В современных политологических исследованиях особое внимание уделяется рассмотрению такого феномена политической реальности как политическое пространство. В современной российской политологической мысли доминирует физикалистский подход к политическому пространству. В рамках его политическое пространство рассматривается как занимаемое политической сферой часть физического пространства (территории)1. Такая дефиниция, на наш взгляд, не в полной мере отражает все многообразие смыслов этого понятия.

Свое несогласие с данным подходом обоснуем следующими аргументами: во-первых, за основу данного определения берется нация-государство с основным ее признаком – суверенитетом. Современные футурологические прогнозы заостряют внимание исследователей и политиков на том, что следствием генезиса и динамики «новых» политических пространств будет сформированный новый облик политической карты мира со значительно укрупненными государственными образованиями, отличными от государства-нации. Специфическими чертами последнего являются: территориальность, монопольный контроль над средствами насилия, безликая структура власти и выраженное требование легитимности. Новый мировой процесс по оценке политологов будет сопровождаться кризисом государственной автономии1.

Размывание государственных границ не означает исчезновение государства вообще. Размывание границ государства проявляется в ослаблении государственных институтов и как следствие – в его ослаблении.

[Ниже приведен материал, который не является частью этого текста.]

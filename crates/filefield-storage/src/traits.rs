//! Upload store abstraction trait
//!
//! This module defines the UploadStore trait that every upload-save backend implements.

use async_trait::async_trait;
use filefield_core::UploadPayload;
use std::path::{Path, PathBuf};
use thiserror::Error;

/// Storage operation errors
#[derive(Debug, Error)]
pub enum StorageError {
    #[error("Save failed: {0}")]
    SaveFailed(String),

    #[error("Delete failed: {0}")]
    DeleteFailed(String),

    #[error("Invalid file name: {0}")]
    InvalidName(String),

    #[error("Directory unavailable: {0}")]
    DirectoryUnavailable(String),

    #[error("IO error: {0}")]
    IoError(#[from] std::io::Error),
}

/// Result type for storage operations
pub type StorageResult<T> = Result<T, StorageError>;

/// Upload-save primitive
///
/// Moves staged uploads into a directory and removes files from it. Collision
/// handling is owned by the implementation: two saves under the same name never
/// overwrite each other.
#[async_trait]
pub trait UploadStore: Send + Sync {
    /// Persist `payload` into `dir` and return the absolute path it was saved at.
    ///
    /// `name` overrides the payload's own filename. The final name may differ from
    /// the requested one when the implementation disambiguates a clash.
    async fn save(
        &self,
        payload: &UploadPayload,
        name: Option<&str>,
        dir: &Path,
    ) -> StorageResult<PathBuf>;

    /// Delete `name` relative to `dir`. Returns `false` when nothing existed there.
    async fn delete(&self, dir: &Path, name: &str) -> StorageResult<bool>;

    /// Check if a file exists at `name` relative to `dir`
    async fn exists(&self, dir: &Path, name: &str) -> StorageResult<bool>;
}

В целом, по мнению Т. Лоуи, такое государство требует более тщательного изучения, чем сильное, т.к. «слабое и нестабильное государство несет в себе большую угрозу свободе, чем сильное и устойчивое»2.

Во-вторых, научно-технический прогресс привел к появлению новых пространств, за политическое, экономическое, духовное доминирование над которыми развернулась борьба в 1950 – 1970 годы. К рангу «новых» пространств, например, можно отнести глобальное военное пространство, которое стало реальностью после появления ядерного оружия. Рождение и интенсивное развитие транснациональных корпораций привело к появлению глобального экономического пространства, агенты которого в состоянии оказывать существенное влияние на политические, культурные и иные процессы как в отдельных государствах, так и в целых регионах. В настоящее время все более интенсивно идет формирование нового вида пространства – информационного.

В-третьих, один из мегатрендов мирового развития состоит в переходе от индустриального к информационному обществу, что накладывает отпечаток на структурирование политического пространства, так как на смену иерархий территорий приходит «сетевая организация». М. Кастельс отмечает, что «пространство организуется не как пирамидальная вертикаль с центром наверху, а как горизонтальная сеть несубординированных узлов и внеузловых территорий. Узловые центры являются местом локализации политических институтов, концентрации экономических и интеллектуальных ресурсов, оформления культурных кодов эпохи»1.

В-четвертых, новый уровень социальной и политической организации мира проявляется на фоне, с одной стороны, интенсификации уровня взаимодействия и взаимозависимости между государствами и обществами, составляющими международное сообщество; устойчивой тенденции к интегрированию структур, выполняющих международные функции, а, с другой стороны, - на любом из цивилизационно-глобализационных трендов одним из вариантов развития является эскалация напряженности, насилия с терроризмом как крайним его проявлением. Кроме этого, политическая, экономическая и общественная активность приобретает всемирный масштаб, а современная политика разворачивается на фоне мира, «проникнутого и пересекаемого потоком товаров и капитала, движением людей, коммуникаций через авиационный транспорт и космические спутники». Все это поддерживает традиционные пространства и интенсивно генерирует новые - геоэкономическое, геоэкополитическое, геоинформационное и т.п.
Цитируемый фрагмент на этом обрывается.